The approach here presented, called enhanced subspace method (ESM), is based on subspace-classification (Oja, 1983); in this work more subspaces for each individual are created using unsupervised clustering methods (we tested fuzzy C-means (Bezdek, 1981), EM (Duda et al., 2000) and K-means (Duda et al., 2000)). This allows to better represent the intra-class variability that characterizes face images. Moreover, observing that face recognition can be considered a complex non-linear problem, we adopt a non-linear approach to feature extraction, in order to achieve a more effective global class separability: the feature extraction process is based on Gabor filters, followed by a dimensionality reduction performed using non-linear Fisher transform (NLF) (Duin et al., 2000).

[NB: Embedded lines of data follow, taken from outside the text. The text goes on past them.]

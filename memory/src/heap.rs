use crate::value::{TAG_MAP, TAG_NUMBER, TAG_STRING, TAG_USERDATA};
use crate::{UserData, Value};
use std::collections::{BTreeMap, HashSet};
use tracing::debug;

/// Script tables are string-keyed; a BTreeMap gives `next` a stable order.
pub type Map = BTreeMap<String, Value>;

#[derive(Debug, Clone)]
pub struct Arena<T> {
    pub data: Vec<T>,
    pub free_indices: Vec<u32>,
    /// One flag per slot, kept in step with `free_indices`.
    free_mask: Vec<bool>,
}

impl<T> Arena<T> {
    pub fn new() -> Self {
        Self {
            data: Vec::new(),
            free_indices: Vec::new(),
            free_mask: Vec::new(),
        }
    }

    fn alloc(&mut self, item: T) -> u32 {
        if let Some(idx) = self.free_indices.pop() {
            self.data[idx as usize] = item;
            self.free_mask[idx as usize] = false;
            idx
        } else {
            let index = self.data.len() as u32;
            self.data.push(item);
            self.free_mask.push(false);
            index
        }
    }

    /// Puts a slot on the free list. Releasing a free slot is a no-op.
    fn release(&mut self, index: u32) {
        if let Some(flag) = self.free_mask.get_mut(index as usize) {
            if !*flag {
                *flag = true;
                self.free_indices.push(index);
            }
        }
    }

    pub fn is_free(&self, index: u32) -> bool {
        self.free_mask.get(index as usize).copied().unwrap_or(false)
    }

    pub fn live(&self) -> usize {
        self.data.len() - self.free_indices.len()
    }
}

impl<T> Default for Arena<T> {
    fn default() -> Self {
        Self::new()
    }
}

/// What a sweep released.
#[derive(Debug, Clone, Copy, Default, PartialEq, Eq)]
pub struct SweepStats {
    pub strings: usize,
    pub numbers: usize,
    pub maps: usize,
    pub userdata: usize,
    /// Owned userdata whose native destructor ran during this sweep.
    pub destroyed: usize,
}

pub struct Heap {
    // Typed Arenas
    pub strings: Arena<String>,
    pub numbers: Arena<f64>,
    pub maps: Arena<Map>,
    pub userdata: Arena<Option<UserData>>,

    // Mark State (One set per arena type)
    pub marked_strings: HashSet<u32>,
    pub marked_numbers: HashSet<u32>,
    pub marked_maps: HashSet<u32>,
    pub marked_userdata: HashSet<u32>,

    // GC Metrics
    pub bytes_allocated: usize,
    pub next_gc_threshold: usize,
    reclaimed: usize,
}

impl Default for Heap {
    fn default() -> Self {
        Self::new()
    }
}

impl Heap {
    pub fn new() -> Self {
        Self {
            strings: Arena::new(),
            numbers: Arena::new(),
            maps: Arena::new(),
            userdata: Arena::new(),

            marked_strings: HashSet::new(),
            marked_numbers: HashSet::new(),
            marked_maps: HashSet::new(),
            marked_userdata: HashSet::new(),

            bytes_allocated: 0,
            next_gc_threshold: 1024 * 1024, // Start at 1MB
            reclaimed: 0,
        }
    }

    pub fn alloc_string(&mut self, s: String) -> u32 {
        self.bytes_allocated += s.capacity();
        self.strings.alloc(s)
    }

    pub fn alloc_number(&mut self, n: f64) -> u32 {
        self.bytes_allocated += std::mem::size_of::<f64>();
        self.numbers.alloc(n)
    }

    pub fn alloc_map(&mut self, m: Map) -> u32 {
        self.bytes_allocated += m.len() * std::mem::size_of::<(String, Value)>();
        self.maps.alloc(m)
    }

    pub fn alloc_userdata(&mut self, ud: UserData) -> u32 {
        self.bytes_allocated += std::mem::size_of::<UserData>();
        self.userdata.alloc(Some(ud))
    }

    pub fn get_string(&self, index: u32) -> Option<&String> {
        self.strings.data.get(index as usize)
    }

    pub fn get_number(&self, index: u32) -> Option<f64> {
        self.numbers.data.get(index as usize).copied()
    }

    pub fn get_map(&self, index: u32) -> Option<&Map> {
        self.maps.data.get(index as usize)
    }

    pub fn get_map_mut(&mut self, index: u32) -> Option<&mut Map> {
        self.maps.data.get_mut(index as usize)
    }

    pub fn get_userdata(&self, index: u32) -> Option<&UserData> {
        self.userdata.data.get(index as usize).and_then(Option::as_ref)
    }

    pub fn get_userdata_mut(&mut self, index: u32) -> Option<&mut UserData> {
        self.userdata.data.get_mut(index as usize).and_then(Option::as_mut)
    }

    // Tracing (Mark Phase) logic
    pub fn trace(&mut self, roots: Vec<Value>) {
        let mut worklist = roots;

        while let Some(val) = worklist.pop() {
            let Some(handle) = val.as_handle() else {
                continue;
            };

            match val.tag() {
                TAG_STRING => {
                    self.marked_strings.insert(handle);
                }
                TAG_NUMBER => {
                    self.marked_numbers.insert(handle);
                }
                TAG_USERDATA => {
                    // Userdata holds native state only, no VM children.
                    self.marked_userdata.insert(handle);
                }
                TAG_MAP => {
                    // Keys are owned Rust strings, only values need tracing.
                    if self.marked_maps.insert(handle) {
                        if let Some(m) = self.maps.data.get(handle as usize) {
                            worklist.extend(m.values().copied());
                        }
                    }
                }
                _ => {}
            }
        }
    }

    pub fn sweep(&mut self) -> SweepStats {
        let mut stats = SweepStats::default();

        // Strings
        for i in 0..self.strings.data.len() {
            let idx = i as u32;
            if !self.marked_strings.contains(&idx) && !self.strings.is_free(idx) {
                self.strings.release(idx);
                self.strings.data[i] = String::new(); // Free memory
                stats.strings += 1;
            }
        }
        self.marked_strings.clear();

        // Numbers
        for i in 0..self.numbers.data.len() {
            let idx = i as u32;
            if !self.marked_numbers.contains(&idx) && !self.numbers.is_free(idx) {
                self.numbers.release(idx);
                self.numbers.data[i] = 0.0;
                stats.numbers += 1;
            }
        }
        self.marked_numbers.clear();

        // Maps
        for i in 0..self.maps.data.len() {
            let idx = i as u32;
            if !self.marked_maps.contains(&idx) && !self.maps.is_free(idx) {
                self.maps.release(idx);
                self.maps.data[i] = Map::new();
                stats.maps += 1;
            }
        }
        self.marked_maps.clear();

        // Userdata: taking the slot out runs UserData::drop, which destroys
        // owned payloads and leaves borrowed referents untouched.
        for i in 0..self.userdata.data.len() {
            let idx = i as u32;
            if self.marked_userdata.contains(&idx) {
                continue;
            }
            if let Some(slot) = self.userdata.data[i].take() {
                if slot.is_owned() {
                    stats.destroyed += 1;
                }
                drop(slot);
                self.userdata.release(idx);
                stats.userdata += 1;
            }
        }
        self.marked_userdata.clear();

        self.reclaimed += stats.destroyed;
        self.bytes_allocated = self.estimate_live_bytes();

        debug!(
            strings = stats.strings,
            maps = stats.maps,
            userdata = stats.userdata,
            destroyed = stats.destroyed,
            "heap sweep finished"
        );
        stats
    }

    fn estimate_live_bytes(&self) -> usize {
        let strings: usize = self.strings.data.iter().map(String::capacity).sum();
        let maps: usize = self
            .maps
            .data
            .iter()
            .map(|m| m.len() * std::mem::size_of::<(String, Value)>())
            .sum();
        strings
            + maps
            + self.numbers.live() * std::mem::size_of::<f64>()
            + self.userdata.live() * std::mem::size_of::<UserData>()
    }

    pub fn should_collect(&self) -> bool {
        self.bytes_allocated > self.next_gc_threshold
    }

    /// Total number of owned userdata destroyed by sweeps so far.
    pub fn reclaimed_count(&self) -> usize {
        self.reclaimed
    }

    pub fn live_userdata(&self) -> usize {
        self.userdata.live()
    }

    pub fn is_string_free(&self, index: u32) -> bool {
        self.strings.is_free(index)
    }

    pub fn is_map_free(&self, index: u32) -> bool {
        self.maps.is_free(index)
    }

    pub fn is_map_marked(&self, index: u32) -> bool {
        self.marked_maps.contains(&index)
    }

    pub fn is_userdata_free(&self, index: u32) -> bool {
        self.userdata.is_free(index)
    }
}
use crate::error::RuntimeError;
use crate::machine::VM;
use memory::Value;
use smallvec::SmallVec;
use std::fmt;
use std::rc::Rc;

/// Return values of a native call. Most natives return one value; generic
/// `for` iterators return three, which still fits inline.
pub type Returns = SmallVec<[Value; 3]>;

// The unified signature for ALL extensions: stdlib natives, generated
// usertype thunks and host closures.
// args: the call arguments, receiver first for method-style calls.
pub type NativeFn = Rc<dyn Fn(&mut VM, &[Value]) -> Result<Returns, RuntimeError>>;

#[derive(Clone)]
pub struct NativeObj {
    pub name: String,
    pub func: NativeFn,
    pub arity: isize, // -1 for variadic
}

impl fmt::Debug for NativeObj {
    fn fmt(&self, f: &mut fmt::Formatter<'_>) -> fmt::Result {
        f.debug_struct("NativeObj")
            .field("name", &self.name)
            .field("arity", &self.arity)
            .finish()
    }
}

/// Wraps a single value as a native return list.
#[inline]
pub fn ret(value: Value) -> Returns {
    let mut out = Returns::new();
    out.push(value);
    out
}

/// Erases a closure into a `NativeFn`.
pub fn native_fn<F>(f: F) -> NativeFn
where
    F: Fn(&mut VM, &[Value]) -> Result<Returns, RuntimeError> + 'static,
{
    Rc::new(f)
}
use crate::config::VmConfig;
use crate::error::RuntimeError;
use crate::globals::GlobalEntry;
use crate::metatable::RegisteredType;
use crate::native::{NativeFn, NativeObj, Returns};
use memory::heap::Map;
use memory::Heap;
use memory::Value;
use std::any::{Any, TypeId};
use std::collections::HashMap;
use std::io::{self, Write};
use std::panic::{self, AssertUnwindSafe};
use tracing::warn;

use super::gc::GarbageCollector;
use super::native::NativeRegistry;

/// The embedded runtime state.
///
/// Single-threaded: capability tables hold `Rc` thunks, so a `VM` never
/// leaves the thread that created it. Thunks receive `&mut VM` and may
/// re-enter any entry point.
pub struct VM {
    pub heap: Heap,
    pub globals: HashMap<u32, GlobalEntry>,
    pub interner: HashMap<String, u32>,
    pub natives: Vec<NativeObj>,

    /// Host type registry, indexed by `UserData::type_index`.
    pub types: Vec<RegisteredType>,
    pub type_lookup: HashMap<TypeId, u32>,

    pub config: VmConfig,

    /// If true, GC will run at the start of every top-level dispatch (for testing)
    pub stress_mode: bool,

    /// Sink for `print`.
    pub output: Box<dyn Write>,

    /// The `next` native, returned by `pairs` on tables.
    pub(crate) next_native: Value,

    /// Number of natives currently on the Rust stack. The GC never runs
    /// while this is non-zero: thunks hold raw pointers into userdata.
    native_depth: usize,
}

impl Default for VM {
    fn default() -> Self {
        Self::new()
    }
}

impl VM {
    /// Create a new VM instance with bootstrapped native functions
    pub fn new() -> Self {
        Self::with_config(VmConfig::default())
    }

    pub fn with_config(config: VmConfig) -> Self {
        let mut heap = Heap::new();
        heap.next_gc_threshold = config.gc_threshold;

        let mut vm = Self {
            heap,
            globals: HashMap::with_capacity(64),
            interner: HashMap::new(),
            natives: Vec::new(),
            types: Vec::new(),
            type_lookup: HashMap::new(),
            stress_mode: config.stress_gc,
            config,
            output: Box::new(io::stdout()),
            next_native: Value::nil(),
            native_depth: 0,
        };

        // Bootstrap native functions
        vm.bootstrap_natives();

        vm
    }

    pub fn set_output(&mut self, output: Box<dyn Write>) {
        self.output = output;
    }

    /// Interns `name` and returns its string handle. Interned strings are GC
    /// roots for the lifetime of the VM.
    pub fn intern(&mut self, name: &str) -> u32 {
        if let Some(&h) = self.interner.get(name) {
            return h;
        }
        let h = self.heap.alloc_string(name.to_string());
        self.interner.insert(name.to_string(), h);
        h
    }

    pub fn alloc_str(&mut self, s: &str) -> Value {
        Value::string(self.heap.alloc_string(s.to_string()))
    }

    pub fn alloc_map(&mut self, map: Map) -> Value {
        Value::map(self.heap.alloc_map(map))
    }

    pub fn str_of(&self, value: Value) -> Option<&str> {
        if !value.is_string() {
            return None;
        }
        self.heap
            .get_string(value.as_handle()?)
            .map(String::as_str)
    }

    pub fn number_of(&self, value: Value) -> Option<f64> {
        if !value.is_number() {
            return None;
        }
        self.heap.get_number(value.as_handle()?)
    }

    /// Like `Value::type_name`, but userdata reports its registered type name.
    pub fn type_name_of(&self, value: Value) -> String {
        if value.is_userdata() {
            if let Some(ty) = self.userdata_type(value) {
                return ty.name.clone();
            }
        }
        value.type_name().to_string()
    }

    /// Helper to format non-userdata values for display
    pub fn val_to_string(&self, val: &Value) -> String {
        match val {
            v if v.is_string() => self.str_of(*v).unwrap_or("<bad string>").to_string(),
            v if v.is_int() => format!("{}", v.as_int().unwrap_or_default()),
            v if v.is_number() => match self.number_of(*v) {
                Some(f) if f.fract() == 0.0 && f.is_finite() => format!("{:.1}", f),
                Some(f) => format!("{}", f),
                None => "<bad number>".into(),
            },
            v if v.is_bool() => format!("{}", v.as_bool().unwrap_or_default()),
            v if v.is_nil() => "nil".to_string(),
            v if v.is_map() => match v.as_handle() {
                Some(handle) => format!("table: {:#x}", handle),
                None => "<bad table>".into(),
            },
            v if v.is_native() => {
                let name = v
                    .as_handle()
                    .and_then(|h| self.natives.get(h as usize))
                    .map(|n| n.name.as_str())
                    .unwrap_or("?");
                format!("function: builtin: {}", name)
            }
            _ => format!("{:?}", val), // Fallback
        }
    }

    /// Raw equality for values without metamethods.
    pub fn values_equal(&self, v1: Value, v2: Value) -> bool {
        if v1 == v2 {
            return true; // Same identity (or immediate value)
        }

        if v1.is_string() && v2.is_string() {
            return match (self.str_of(v1), self.str_of(v2)) {
                (Some(s1), Some(s2)) => s1 == s2,
                _ => false,
            };
        }

        let as_f64 = |v: Value| v.as_int().map(|i| i as f64).or_else(|| self.number_of(v));
        if (v1.is_int() || v1.is_number()) && (v2.is_int() || v2.is_number()) {
            return matches!((as_f64(v1), as_f64(v2)), (Some(a), Some(b)) if a == b);
        }

        if v1.is_userdata() && v2.is_userdata() {
            return match (self.userdata(v1), self.userdata(v2)) {
                (Some(a), Some(b)) => a.same_instance(b),
                _ => false,
            };
        }

        false
    }

    /// Runs a native with the GC fenced off. Panics are converted into
    /// `RuntimeError::NativeException` unless disabled in the config.
    pub fn invoke_native(&mut self, func: NativeFn, args: &[Value]) -> Result<Returns, RuntimeError> {
        self.native_depth += 1;
        let result = if self.config.catch_native_panics {
            match panic::catch_unwind(AssertUnwindSafe(|| func(self, args))) {
                Ok(result) => result,
                Err(payload) => {
                    let message = panic_message(payload.as_ref());
                    warn!(%message, "native operation panicked");
                    Err(RuntimeError::NativeException(message))
                }
            }
        } else {
            func(self, args)
        };
        self.native_depth -= 1;
        result
    }

    pub fn in_native(&self) -> bool {
        self.native_depth > 0
    }

    /// GC safe point at the start of a top-level dispatch. `head` and `rest`
    /// are the operands in flight, rooted for this collection.
    pub(crate) fn enter(&mut self, head: &[Value], rest: &[Value]) {
        if self.native_depth > 0 || !(self.stress_mode || self.heap.should_collect()) {
            return;
        }
        let mut extra = Vec::with_capacity(head.len() + rest.len());
        extra.extend_from_slice(head);
        extra.extend_from_slice(rest);
        self.collect_garbage_with(&extra);
    }
}

fn panic_message(payload: &(dyn Any + Send)) -> String {
    if let Some(s) = payload.downcast_ref::<&str>() {
        (*s).to_string()
    } else if let Some(s) = payload.downcast_ref::<String>() {
        s.clone()
    } else {
        "native operation panicked".to_string()
    }
}
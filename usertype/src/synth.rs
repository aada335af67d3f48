//! Dispatch thunks synthesized from a [`CapabilitySet`].
//!
//! Every thunk is a `NativeFn` receiving the bound instance as its first
//! argument. Thunks resolve the instance to a raw pointer, never hold a
//! reference into the VM across the native call, and mutate nothing but the
//! native object they target.

use crate::binder::bind_owned;
use crate::detect::{
    CallFn, CapabilitySet, ConstructFn, Equality, IterStepFn, LengthFn, ToStringFn,
};
use smallvec::smallvec;
use std::ptr::NonNull;
use std::rc::Rc;
use tracing::trace;
use vm::{
    native_fn, ret, FromArgs, FromValue, IntoValue, MetaOp, NativeFn, NativeRegistry,
    RuntimeError, Value, VM,
};

#[inline]
fn arg(args: &[Value], idx: usize) -> Value {
    args.get(idx).copied().unwrap_or_default()
}

/// Resolves `value` to the `T` it wraps.
pub(crate) fn instance<T: 'static>(
    vm: &VM,
    value: Value,
    name: &str,
) -> Result<NonNull<T>, RuntimeError> {
    instance_of::<T>(vm, value, name).map(|(ptr, _)| ptr)
}

/// Like [`instance`], but also requires a mutable binding.
pub(crate) fn instance_mut<T: 'static>(
    vm: &VM,
    value: Value,
    name: &str,
) -> Result<NonNull<T>, RuntimeError> {
    match instance_of::<T>(vm, value, name)? {
        (ptr, true) => Ok(ptr),
        (_, false) => Err(RuntimeError::BorrowMutability(name.to_string())),
    }
}

fn instance_of<T: 'static>(
    vm: &VM,
    value: Value,
    name: &str,
) -> Result<(NonNull<T>, bool), RuntimeError> {
    let mismatch = || {
        RuntimeError::TypeMismatch(format!(
            "bad self (expected {}, got {})",
            name,
            vm.type_name_of(value)
        ))
    };
    if !value.is_userdata() {
        return Err(mismatch());
    }
    let ud = vm
        .userdata(value)
        .ok_or_else(|| RuntimeError::DanglingHandle(format!("{:?}", value)))?;
    let ptr = ud.downcast_ptr::<T>().ok_or_else(mismatch)?;
    Ok((ptr, ud.mutable))
}

/// `__eq`. Identity first: the native comparison never runs for the same
/// instance, and runs only for two instances of `T`.
pub fn eq_thunk<T: 'static>(equality: Equality<T>) -> NativeFn {
    native_fn(move |vm, args| {
        let (Some(a), Some(b)) = (vm.userdata(arg(args, 0)), vm.userdata(arg(args, 1))) else {
            return Ok(ret(Value::false_val()));
        };
        if a.same_instance(b) {
            return Ok(ret(Value::true_val()));
        }
        let (Some(pa), Some(pb)) = (a.downcast_ptr::<T>(), b.downcast_ptr::<T>()) else {
            return Ok(ret(Value::false_val()));
        };

        // Payloads are separate allocations from the VM and no other
        // reference to them is live while the comparison runs.
        let equal = match equality {
            Equality::Identity => false,
            Equality::Value(eq) => unsafe { eq(pa.as_ref(), pb.as_ref()) },
            Equality::Mutable(eq) if a.mutable && b.mutable => unsafe {
                eq(&mut *pa.as_ptr(), &mut *pb.as_ptr())
            },
            Equality::Mutable(_) => false,
        };
        Ok(ret(Value::bool(equal)))
    })
}

/// `__call`. Receives the instance followed by the script arguments.
pub fn call_thunk<T: 'static>(name: Rc<str>, call: CallFn<T>) -> NativeFn {
    native_fn(move |vm, args| {
        let mut ptr = instance_mut::<T>(vm, arg(args, 0), &name)?;
        let rest = args.get(1..).unwrap_or_default();
        let out = call(unsafe { ptr.as_mut() }, vm, rest)?;
        Ok(ret(out))
    })
}

/// `__tostring`. Formats exactly once per invocation.
pub fn tostring_thunk<T: 'static>(name: Rc<str>, tostring: ToStringFn<T>) -> NativeFn {
    native_fn(move |vm, args| {
        let ptr = instance::<T>(vm, arg(args, 0), &name)?;
        let text = tostring(unsafe { ptr.as_ref() });
        text.into_value(vm).map(ret)
    })
}

/// `__pairs`: `(step, instance, nil)`.
pub fn pairs_thunk(step: Value) -> NativeFn {
    native_fn(move |_, args| Ok(smallvec![step, arg(args, 0), Value::nil()]))
}

/// Stateless step function for generic `for`. The cursor is the 1-based
/// position of the previous element (nil before the first), so keys run
/// 1, 2, 3... in element order.
pub fn next_thunk<T: 'static>(name: Rc<str>, step: IterStepFn<T>) -> NativeFn {
    native_fn(move |vm, args| {
        let ptr = instance::<T>(vm, arg(args, 0), &name)?;
        let cursor = arg(args, 1);
        let pos = if cursor.is_nil() {
            0
        } else {
            usize::from_value(cursor, vm)?
        };
        match step(unsafe { ptr.as_ref() }, vm, pos)? {
            Some(item) => {
                let key = (pos + 1).into_value(vm)?;
                Ok(smallvec![key, item])
            }
            None => Ok(ret(Value::nil())),
        }
    })
}

/// `__len`.
pub fn len_thunk<T: 'static>(name: Rc<str>, length: LengthFn<T>) -> NativeFn {
    native_fn(move |vm, args| {
        let ptr = instance::<T>(vm, arg(args, 0), &name)?;
        length(unsafe { ptr.as_ref() }).into_value(vm).map(ret)
    })
}

/// The `new` factory backed by `Default`.
pub fn default_ctor<T: 'static>(construct: ConstructFn<T>) -> NativeFn {
    native_fn(move |vm, _| Ok(ret(bind_owned(vm, construct()).value())))
}

/// A `new` factory from a host closure over decoded arguments.
pub fn ctor<T, A, F>(f: F) -> NativeFn
where
    T: 'static,
    A: FromArgs,
    F: Fn(A) -> T + 'static,
{
    native_fn(move |vm, args| {
        let decoded = A::from_args(args, vm)?;
        Ok(ret(bind_owned(vm, f(decoded)).value()))
    })
}

/// `obj:name(...)` with shared access to the instance.
pub fn method<T, A, R, F>(name: Rc<str>, f: F) -> NativeFn
where
    T: 'static,
    A: FromArgs,
    R: IntoValue,
    F: Fn(&T, A) -> R + 'static,
{
    native_fn(move |vm, args| {
        let ptr = instance::<T>(vm, arg(args, 0), &name)?;
        let decoded = A::from_args(args.get(1..).unwrap_or_default(), vm)?;
        f(unsafe { ptr.as_ref() }, decoded).into_value(vm).map(ret)
    })
}

/// `obj:name(...)` with exclusive access; read-only bindings are rejected.
pub fn method_mut<T, A, R, F>(name: Rc<str>, f: F) -> NativeFn
where
    T: 'static,
    A: FromArgs,
    R: IntoValue,
    F: Fn(&mut T, A) -> R + 'static,
{
    native_fn(move |vm, args| {
        let mut ptr = instance_mut::<T>(vm, arg(args, 0), &name)?;
        let decoded = A::from_args(args.get(1..).unwrap_or_default(), vm)?;
        f(unsafe { ptr.as_mut() }, decoded).into_value(vm).map(ret)
    })
}

/// A free function stored on the type's table.
pub fn function<A, R, F>(f: F) -> NativeFn
where
    A: FromArgs,
    R: IntoValue,
    F: Fn(A) -> R + 'static,
{
    native_fn(move |vm, args| {
        let decoded = A::from_args(args, vm)?;
        f(decoded).into_value(vm).map(ret)
    })
}

/// `__index` fallback consulted after members and the parent table miss.
pub fn index_hook<T, R, F>(name: Rc<str>, f: F) -> NativeFn
where
    T: 'static,
    R: IntoValue,
    F: Fn(&T, &str) -> R + 'static,
{
    native_fn(move |vm, args| {
        let ptr = instance::<T>(vm, arg(args, 0), &name)?;
        let key = String::from_value(arg(args, 1), vm)?;
        f(unsafe { ptr.as_ref() }, &key).into_value(vm).map(ret)
    })
}

/// Emits one thunk per detected capability. Iteration also allocates the
/// per-type step native that `__pairs` hands out.
pub fn synthesize<T: 'static>(
    vm: &mut VM,
    name: &str,
    caps: &CapabilitySet<T>,
) -> Vec<(MetaOp, NativeFn)> {
    let name: Rc<str> = Rc::from(name);
    let mut ops = Vec::with_capacity(MetaOp::COUNT);

    if caps.equality.is_native() {
        ops.push((MetaOp::Eq, eq_thunk(caps.equality)));
    }
    if let Some(call) = caps.call {
        ops.push((MetaOp::Call, call_thunk(name.clone(), call)));
    }
    if let Some(tostring) = caps.tostring {
        ops.push((MetaOp::ToString, tostring_thunk(name.clone(), tostring)));
    }
    if let Some(step) = caps.iteration {
        let next = vm.alloc_native(&format!("{}.next", name), next_thunk(name.clone(), step), 2);
        ops.push((MetaOp::Pairs, pairs_thunk(next)));
    }
    if let Some(length) = caps.length {
        ops.push((MetaOp::Len, len_thunk(name.clone(), length)));
    }

    trace!(%name, count = ops.len(), "thunks synthesized");
    ops
}

#[cfg(test)]
mod tests {
    use super::*;
    use crate::binder::{bind_mut, bind_owned};
    use crate::detect::{Callable, MutEq};

    #[derive(PartialEq)]
    struct Pt(i64);

    struct Counter(i64);

    impl MutEq for Counter {
        fn eq_mut(&mut self, other: &mut Self) -> bool {
            self.0 == other.0
        }
    }

    struct Adder;

    impl Callable for Adder {
        type Args = (i64, String);
        type Output = i64;

        fn call(&mut self, (n, s): (i64, String)) -> i64 {
            n + s.len() as i64
        }
    }

    fn truthy(out: vm::Returns) -> bool {
        !out[0].is_falsey()
    }

    #[test]
    fn value_equality_compares_contents() {
        let mut vm = VM::new();
        let eq = eq_thunk(crate::capabilities!(Pt).equality);
        let a = bind_owned(&mut vm, Pt(1)).value();
        let b = bind_owned(&mut vm, Pt(1)).value();
        let c = bind_owned(&mut vm, Pt(2)).value();
        assert!(truthy(eq(&mut vm, &[a, b]).unwrap()));
        assert!(!truthy(eq(&mut vm, &[a, c]).unwrap()));
    }

    #[test]
    fn mutable_equality_needs_two_mutable_bindings() {
        let mut vm = VM::new();
        let eq = eq_thunk(crate::capabilities!(Counter).equality);
        let mut x = Counter(3);
        let y = Counter(3);
        let a = bind_owned(&mut vm, Counter(3)).value();
        let b = unsafe { bind_mut(&mut vm, &mut x) }.unwrap().value();
        let c = unsafe { crate::binder::bind_ref(&mut vm, &y) }.unwrap().value();
        assert!(truthy(eq(&mut vm, &[a, b]).unwrap()));
        assert!(!truthy(eq(&mut vm, &[a, c]).unwrap()));
    }

    #[test]
    fn call_decodes_arguments() {
        let mut vm = VM::new();
        let call = call_thunk::<Adder>("Adder".into(), crate::capabilities!(Adder).call.unwrap());
        let obj = bind_owned(&mut vm, Adder).value();
        let s = vm.alloc_str("bark woof");
        let out = call(&mut vm, &[obj, Value::int(2), s]).unwrap();
        assert_eq!(out[0], Value::int(11));

        let err = call(&mut vm, &[obj, Value::int(2)]).unwrap_err();
        assert!(matches!(err, RuntimeError::ArityMismatch(_)));
    }

    #[test]
    fn thunks_reject_foreign_instances() {
        let mut vm = VM::new();
        let len = len_thunk::<Vec<i64>>("List".into(), |v| v.len());
        let other = bind_owned(&mut vm, Pt(0)).value();
        let err = len(&mut vm, &[other]).unwrap_err();
        assert!(matches!(err, RuntimeError::TypeMismatch(_)));
    }
}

The experimental results obtained on the most common database in this field (FERET, Phillips et al., 2000) show that our approach outperforms other subspace methods reported in the literature. The system is evaluated not only on the basis of recognition accuracy, since the use of this unique indicator is insufficient for a significant evaluation of the approach; other parameters characterizing the security level of the system, such as EER and Zero-FAR are considered. In particular the system presented in this work not only gives good recognition performance (high accuracy), but also allows very low values of EER and Zero-FAR to be obtained. The results on FERET database are particularly interesting since they prove the effectiveness of our method in dealing with problems where only few poses are available for each individual (only one per person in FERET). This behavior is in contrast with that of other subspace methods which usually gain low performance in these conditions, due to their incapacity to learn the intra-class variability even in presence of derived poses.

The paper is organized as follows: in Section 2 a description of the system architecture is given and the single steps of the method are detailed, in Section 3 the experimental results are discussed and, finally, Section 4 draws the conclusions.